The US Chief Justice warned around 30 attorneys and trial judges about their activity during numerous worker's compensation cases. The justice told them that the courts can't be used to abuse public or private rights. Through this very unusual format, the judge asked that the lawyers and judges stop delaying justice.
The justice didn't cite the actions of one individual, in particular. Because of the attorney general's complaint that judges were making it hard to look into and then prosecute worker's compensation cases, the judge made his ruling. These comments inspired many lawyers to speak out and chastise the attorney general's comments, which were made outside of court.
The chief justice organized the conference in order to get the justice system working faster, and to prevent mistakes during the process. The judges and lawyers were told to bring the worker's compensation cases to the front of their calenders. Court were told to move the cases up on the dockets, and authorized to use special jury terms to get the cases tried.
One lawyer, at the conference, suggested the order was void because it lacked three of the five justice's signatures. This particular order, which also enacted a gag order, only had one chief justice's signature. Comments made out of court in public venues, recriminations and other criticism made specifically to sway public opinion in any manner is not helpful for the justice system.

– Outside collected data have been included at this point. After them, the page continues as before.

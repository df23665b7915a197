//! Operation counters for observing tree behavior.

use std::sync::atomic::{AtomicU64, Ordering as AtomicOrdering};

/// Snapshot of tree statistics at a point in time.
#[derive(Default, Debug, Clone, Copy)]
pub struct TreeStatsSnapshot {
    /// Number of leaf probes performed.
    pub leaf_searches: u64,
    /// Number of inner-node descents performed.
    pub inner_searches: u64,
    /// Number of leaf splits performed.
    pub leaf_splits: u64,
    /// Number of inner-node splits performed.
    pub inner_splits: u64,
    /// Number of inner-node merges performed.
    pub inner_merges: u64,
    /// Number of inner-node borrow rotations performed.
    pub inner_borrows: u64,
    /// Number of leaves unlinked by deletes.
    pub leaf_unlinks: u64,
    /// Number of optimistic attempts that aborted and retried.
    pub optimistic_aborts: u64,
    /// Number of operations that escalated to the writer-mode lock.
    pub fallback_acquires: u64,
    /// Number of split logs replayed during recovery.
    pub recovered_splits: u64,
    /// Number of delete logs replayed during recovery.
    pub recovered_deletes: u64,
}

/// Thread-safe statistics tracking for tree operations.
#[derive(Default)]
pub struct TreeStats {
    leaf_searches: AtomicU64,
    inner_searches: AtomicU64,
    leaf_splits: AtomicU64,
    inner_splits: AtomicU64,
    inner_merges: AtomicU64,
    inner_borrows: AtomicU64,
    leaf_unlinks: AtomicU64,
    optimistic_aborts: AtomicU64,
    fallback_acquires: AtomicU64,
    recovered_splits: AtomicU64,
    recovered_deletes: AtomicU64,
}

impl TreeStats {
    /// Returns the current count of leaf probes.
    pub fn leaf_searches(&self) -> u64 {
        self.leaf_searches.load(AtomicOrdering::Relaxed)
    }

    /// Returns the current count of inner-node descents.
    pub fn inner_searches(&self) -> u64 {
        self.inner_searches.load(AtomicOrdering::Relaxed)
    }

    /// Returns the current count of leaf splits.
    pub fn leaf_splits(&self) -> u64 {
        self.leaf_splits.load(AtomicOrdering::Relaxed)
    }

    /// Returns the current count of inner-node splits.
    pub fn inner_splits(&self) -> u64 {
        self.inner_splits.load(AtomicOrdering::Relaxed)
    }

    /// Returns the current count of inner-node merges.
    pub fn inner_merges(&self) -> u64 {
        self.inner_merges.load(AtomicOrdering::Relaxed)
    }

    /// Returns the current count of inner-node borrows.
    pub fn inner_borrows(&self) -> u64 {
        self.inner_borrows.load(AtomicOrdering::Relaxed)
    }

    /// Returns the number of leaves unlinked by deletes.
    pub fn leaf_unlinks(&self) -> u64 {
        self.leaf_unlinks.load(AtomicOrdering::Relaxed)
    }

    /// Returns the number of aborted optimistic attempts.
    pub fn optimistic_aborts(&self) -> u64 {
        self.optimistic_aborts.load(AtomicOrdering::Relaxed)
    }

    /// Returns the number of writer-mode fallback acquisitions.
    pub fn fallback_acquires(&self) -> u64 {
        self.fallback_acquires.load(AtomicOrdering::Relaxed)
    }

    /// Returns the number of split logs replayed during recovery.
    pub fn recovered_splits(&self) -> u64 {
        self.recovered_splits.load(AtomicOrdering::Relaxed)
    }

    /// Returns the number of delete logs replayed during recovery.
    pub fn recovered_deletes(&self) -> u64 {
        self.recovered_deletes.load(AtomicOrdering::Relaxed)
    }

    pub(crate) fn inc_leaf_searches(&self) {
        self.leaf_searches.fetch_add(1, AtomicOrdering::Relaxed);
    }

    pub(crate) fn inc_inner_searches(&self) {
        self.inner_searches.fetch_add(1, AtomicOrdering::Relaxed);
    }

    pub(crate) fn inc_leaf_splits(&self) {
        self.leaf_splits.fetch_add(1, AtomicOrdering::Relaxed);
    }

    pub(crate) fn inc_inner_splits(&self) {
        self.inner_splits.fetch_add(1, AtomicOrdering::Relaxed);
    }

    pub(crate) fn inc_inner_merges(&self) {
        self.inner_merges.fetch_add(1, AtomicOrdering::Relaxed);
    }

    pub(crate) fn inc_inner_borrows(&self) {
        self.inner_borrows.fetch_add(1, AtomicOrdering::Relaxed);
    }

    pub(crate) fn inc_leaf_unlinks(&self) {
        self.leaf_unlinks.fetch_add(1, AtomicOrdering::Relaxed);
    }

    pub(crate) fn inc_optimistic_aborts(&self) {
        self.optimistic_aborts.fetch_add(1, AtomicOrdering::Relaxed);
    }

    pub(crate) fn inc_fallback_acquires(&self) {
        self.fallback_acquires.fetch_add(1, AtomicOrdering::Relaxed);
    }

    pub(crate) fn inc_recovered_splits(&self) {
        self.recovered_splits.fetch_add(1, AtomicOrdering::Relaxed);
    }

    pub(crate) fn inc_recovered_deletes(&self) {
        self.recovered_deletes.fetch_add(1, AtomicOrdering::Relaxed);
    }

    /// Creates a snapshot of all current statistics.
    pub fn snapshot(&self) -> TreeStatsSnapshot {
        TreeStatsSnapshot {
            leaf_searches: self.leaf_searches(),
            inner_searches: self.inner_searches(),
            leaf_splits: self.leaf_splits(),
            inner_splits: self.inner_splits(),
            inner_merges: self.inner_merges(),
            inner_borrows: self.inner_borrows(),
            leaf_unlinks: self.leaf_unlinks(),
            optimistic_aborts: self.optimistic_aborts(),
            fallback_acquires: self.fallback_acquires(),
            recovered_splits: self.recovered_splits(),
            recovered_deletes: self.recovered_deletes(),
        }
    }

    /// Emits current statistics to the tracing infrastructure.
    pub fn emit_tracing(&self) {
        let snapshot = self.snapshot();
        tracing::info!(
            target: "fptree::stats",
            leaf_searches = snapshot.leaf_searches,
            inner_searches = snapshot.inner_searches,
            leaf_splits = snapshot.leaf_splits,
            inner_splits = snapshot.inner_splits,
            inner_merges = snapshot.inner_merges,
            inner_borrows = snapshot.inner_borrows,
            leaf_unlinks = snapshot.leaf_unlinks,
            optimistic_aborts = snapshot.optimistic_aborts,
            fallback_acquires = snapshot.fallback_acquires,
            recovered_splits = snapshot.recovered_splits,
            recovered_deletes = snapshot.recovered_deletes,
            "tree stats snapshot"
        );
    }
}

The judge reminded the lawyers and judges that they vowed to avoid personality offenses. Should a lawyer have a complaint about another lawyer, the grievance committee, the court or the legal practice commission offers a place to air that. On the part of the judges, the chief justice, he emphasized the need for speedy closing of the cases, but not to ignore due process. Though he did allow questions, the justice ensured everyone knew that complaints or excuses about past actions were not to be made. The right arena would look into those problems.
One attorney wanted to make sure the difference between media reporting and the public commenting by a prosecutor was clearly seen. His client had been indicted by a grand jury. The US Constitution's First Amendment allows for media reporting, but the Canon of Ethics specifically condemns public comments like those made by the prosecution. Another lawyer, whose client used to administrate a workers compensation division, said he had not violated the gag order, but rather had taken legal steps to protect his client.
There was another lawyer who was counseling an indicted lawyer who insisted he wouldn't say inflammatory things just to get a vote. Yet another indicted lawyer's counsel stated that, unless he said something, people might thing that they were guilty because they were keeping everything under wraps. The intensifying rate of publicity given these cases was the concern of another attorney. Yet another lawyer said that his client faces terrible difficulties in overcoming the negative affects of the bad publicity he has received.